Stored items:
= = = = =

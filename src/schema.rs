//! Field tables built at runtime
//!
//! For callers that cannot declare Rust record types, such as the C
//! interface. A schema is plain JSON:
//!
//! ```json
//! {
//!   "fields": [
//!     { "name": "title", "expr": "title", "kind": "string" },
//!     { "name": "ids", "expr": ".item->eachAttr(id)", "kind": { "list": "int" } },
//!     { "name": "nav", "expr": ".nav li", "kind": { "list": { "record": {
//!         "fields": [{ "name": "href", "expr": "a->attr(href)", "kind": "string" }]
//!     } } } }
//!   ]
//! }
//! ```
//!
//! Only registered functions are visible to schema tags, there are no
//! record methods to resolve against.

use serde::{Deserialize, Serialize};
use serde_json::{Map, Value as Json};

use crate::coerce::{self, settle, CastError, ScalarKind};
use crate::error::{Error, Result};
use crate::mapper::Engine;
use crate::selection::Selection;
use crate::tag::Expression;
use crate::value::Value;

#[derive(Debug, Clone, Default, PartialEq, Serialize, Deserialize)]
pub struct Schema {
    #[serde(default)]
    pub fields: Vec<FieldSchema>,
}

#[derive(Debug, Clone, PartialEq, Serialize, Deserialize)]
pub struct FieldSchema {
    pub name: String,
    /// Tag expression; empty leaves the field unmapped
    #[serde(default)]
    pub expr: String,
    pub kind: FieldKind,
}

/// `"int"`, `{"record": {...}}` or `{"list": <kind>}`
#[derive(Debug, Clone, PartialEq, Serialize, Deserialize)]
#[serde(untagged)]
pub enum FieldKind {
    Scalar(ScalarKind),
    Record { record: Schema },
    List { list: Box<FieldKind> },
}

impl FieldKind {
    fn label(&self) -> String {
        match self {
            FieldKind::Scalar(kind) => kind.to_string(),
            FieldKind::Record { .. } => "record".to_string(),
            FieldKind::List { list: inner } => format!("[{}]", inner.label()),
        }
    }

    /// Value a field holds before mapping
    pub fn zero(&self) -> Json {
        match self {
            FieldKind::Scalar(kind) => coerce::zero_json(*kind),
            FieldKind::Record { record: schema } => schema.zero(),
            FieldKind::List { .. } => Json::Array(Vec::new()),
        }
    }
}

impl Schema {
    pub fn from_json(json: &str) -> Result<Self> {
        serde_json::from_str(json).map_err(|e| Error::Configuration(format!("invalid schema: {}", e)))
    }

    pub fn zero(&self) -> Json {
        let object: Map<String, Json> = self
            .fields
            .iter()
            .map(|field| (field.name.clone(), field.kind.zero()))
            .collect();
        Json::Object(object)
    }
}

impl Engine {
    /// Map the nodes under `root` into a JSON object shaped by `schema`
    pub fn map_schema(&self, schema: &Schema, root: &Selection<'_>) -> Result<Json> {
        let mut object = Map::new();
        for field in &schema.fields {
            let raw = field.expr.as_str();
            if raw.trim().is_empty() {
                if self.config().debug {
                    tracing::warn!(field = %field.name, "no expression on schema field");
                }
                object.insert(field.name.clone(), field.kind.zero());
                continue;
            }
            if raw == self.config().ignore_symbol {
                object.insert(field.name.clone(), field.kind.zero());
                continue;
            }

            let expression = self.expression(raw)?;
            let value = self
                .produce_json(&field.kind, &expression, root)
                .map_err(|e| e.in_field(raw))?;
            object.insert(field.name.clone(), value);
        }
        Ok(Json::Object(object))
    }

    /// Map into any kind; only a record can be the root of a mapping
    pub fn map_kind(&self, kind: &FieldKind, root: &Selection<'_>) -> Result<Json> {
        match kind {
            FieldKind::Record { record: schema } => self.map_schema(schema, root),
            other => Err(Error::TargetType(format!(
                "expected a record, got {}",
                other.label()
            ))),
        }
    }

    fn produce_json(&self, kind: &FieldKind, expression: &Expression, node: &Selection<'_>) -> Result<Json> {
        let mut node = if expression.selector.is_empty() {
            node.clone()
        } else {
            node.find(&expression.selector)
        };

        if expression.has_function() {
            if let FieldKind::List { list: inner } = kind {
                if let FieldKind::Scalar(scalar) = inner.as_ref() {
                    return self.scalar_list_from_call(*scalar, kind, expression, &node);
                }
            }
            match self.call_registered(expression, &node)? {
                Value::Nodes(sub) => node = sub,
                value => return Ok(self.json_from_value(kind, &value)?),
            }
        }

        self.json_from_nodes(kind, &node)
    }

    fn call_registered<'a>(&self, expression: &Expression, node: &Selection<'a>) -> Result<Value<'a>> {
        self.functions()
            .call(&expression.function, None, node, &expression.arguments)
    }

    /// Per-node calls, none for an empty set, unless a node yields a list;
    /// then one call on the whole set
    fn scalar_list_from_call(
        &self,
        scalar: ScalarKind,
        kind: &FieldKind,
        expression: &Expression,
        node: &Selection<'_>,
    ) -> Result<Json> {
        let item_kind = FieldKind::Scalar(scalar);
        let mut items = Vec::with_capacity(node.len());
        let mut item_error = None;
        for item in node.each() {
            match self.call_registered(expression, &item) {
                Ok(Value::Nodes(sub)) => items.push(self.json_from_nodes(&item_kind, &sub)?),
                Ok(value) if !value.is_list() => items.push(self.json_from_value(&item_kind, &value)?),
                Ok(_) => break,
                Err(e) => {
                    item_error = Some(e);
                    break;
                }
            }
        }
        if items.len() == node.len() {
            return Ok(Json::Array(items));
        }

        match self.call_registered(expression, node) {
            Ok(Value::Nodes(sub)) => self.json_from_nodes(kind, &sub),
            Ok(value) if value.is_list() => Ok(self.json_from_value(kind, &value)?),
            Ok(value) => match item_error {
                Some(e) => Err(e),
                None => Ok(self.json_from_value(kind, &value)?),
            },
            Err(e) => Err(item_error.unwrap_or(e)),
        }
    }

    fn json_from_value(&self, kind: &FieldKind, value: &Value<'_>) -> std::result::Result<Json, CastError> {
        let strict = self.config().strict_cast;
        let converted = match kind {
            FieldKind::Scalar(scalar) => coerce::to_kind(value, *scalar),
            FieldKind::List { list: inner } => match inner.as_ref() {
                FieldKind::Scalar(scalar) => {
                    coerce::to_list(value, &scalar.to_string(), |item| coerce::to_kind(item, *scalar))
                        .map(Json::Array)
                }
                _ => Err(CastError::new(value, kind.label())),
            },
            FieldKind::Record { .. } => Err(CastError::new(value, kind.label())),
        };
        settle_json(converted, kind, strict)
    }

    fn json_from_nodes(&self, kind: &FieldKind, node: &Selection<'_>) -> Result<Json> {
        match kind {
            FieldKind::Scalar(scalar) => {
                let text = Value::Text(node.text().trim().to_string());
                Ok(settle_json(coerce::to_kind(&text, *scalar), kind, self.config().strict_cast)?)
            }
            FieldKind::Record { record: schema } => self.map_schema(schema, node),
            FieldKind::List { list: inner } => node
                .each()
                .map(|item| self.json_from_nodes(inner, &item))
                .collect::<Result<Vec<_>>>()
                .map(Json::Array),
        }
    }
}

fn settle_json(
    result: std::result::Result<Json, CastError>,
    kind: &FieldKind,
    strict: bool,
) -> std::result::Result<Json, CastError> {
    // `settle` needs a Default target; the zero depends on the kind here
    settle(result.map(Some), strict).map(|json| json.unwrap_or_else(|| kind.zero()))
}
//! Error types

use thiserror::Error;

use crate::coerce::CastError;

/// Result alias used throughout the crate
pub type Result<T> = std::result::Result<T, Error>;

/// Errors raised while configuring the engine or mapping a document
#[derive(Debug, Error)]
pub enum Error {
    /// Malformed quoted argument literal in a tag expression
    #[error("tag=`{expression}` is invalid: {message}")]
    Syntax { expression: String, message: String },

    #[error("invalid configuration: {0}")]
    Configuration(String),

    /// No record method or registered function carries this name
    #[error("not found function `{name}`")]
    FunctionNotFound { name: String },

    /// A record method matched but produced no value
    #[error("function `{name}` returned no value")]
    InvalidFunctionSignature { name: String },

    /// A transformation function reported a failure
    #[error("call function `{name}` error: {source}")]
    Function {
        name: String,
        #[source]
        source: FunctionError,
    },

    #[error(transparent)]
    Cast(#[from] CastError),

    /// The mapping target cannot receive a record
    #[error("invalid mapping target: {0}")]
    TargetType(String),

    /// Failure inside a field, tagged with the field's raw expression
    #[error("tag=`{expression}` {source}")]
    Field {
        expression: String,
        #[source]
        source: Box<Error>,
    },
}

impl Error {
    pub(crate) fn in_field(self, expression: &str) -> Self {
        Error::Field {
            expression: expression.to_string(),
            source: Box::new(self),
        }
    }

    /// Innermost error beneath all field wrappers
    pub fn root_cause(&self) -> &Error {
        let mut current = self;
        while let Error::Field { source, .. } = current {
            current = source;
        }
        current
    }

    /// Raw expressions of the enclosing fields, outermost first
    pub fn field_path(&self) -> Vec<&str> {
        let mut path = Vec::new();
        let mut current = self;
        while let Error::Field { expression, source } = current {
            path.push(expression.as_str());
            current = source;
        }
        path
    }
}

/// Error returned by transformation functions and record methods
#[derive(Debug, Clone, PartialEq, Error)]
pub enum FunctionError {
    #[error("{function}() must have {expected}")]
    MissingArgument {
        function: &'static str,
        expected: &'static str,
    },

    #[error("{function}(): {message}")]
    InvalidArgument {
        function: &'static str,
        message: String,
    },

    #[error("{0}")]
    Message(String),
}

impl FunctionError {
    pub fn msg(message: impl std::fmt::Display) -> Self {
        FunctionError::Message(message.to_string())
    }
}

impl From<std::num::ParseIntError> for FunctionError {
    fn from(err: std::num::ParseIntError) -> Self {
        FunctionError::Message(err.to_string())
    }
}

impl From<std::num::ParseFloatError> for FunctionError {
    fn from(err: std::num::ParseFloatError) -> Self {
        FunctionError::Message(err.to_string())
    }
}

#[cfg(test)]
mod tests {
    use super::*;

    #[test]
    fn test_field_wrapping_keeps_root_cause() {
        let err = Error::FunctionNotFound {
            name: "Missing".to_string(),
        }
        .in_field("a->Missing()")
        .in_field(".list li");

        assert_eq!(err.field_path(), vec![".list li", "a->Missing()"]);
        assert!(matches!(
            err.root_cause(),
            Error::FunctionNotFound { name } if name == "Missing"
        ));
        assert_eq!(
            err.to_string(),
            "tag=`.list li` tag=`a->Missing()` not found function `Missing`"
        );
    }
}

= = = = =

In the entries above, find the line holding "carries this name" and the line holding "reported a failure"; print both of them and every line between, exactly, and nothing else.

→ **RESPONSE AREA**:
    /// No record method or registered function carries this name
    #[error("not found function `{name}`")]
    FunctionNotFound { name: String },

    /// A record method matched but produced no value
    #[error("function `{name}` returned no value")]
    InvalidFunctionSignature { name: String },

    /// A transformation function reported a failure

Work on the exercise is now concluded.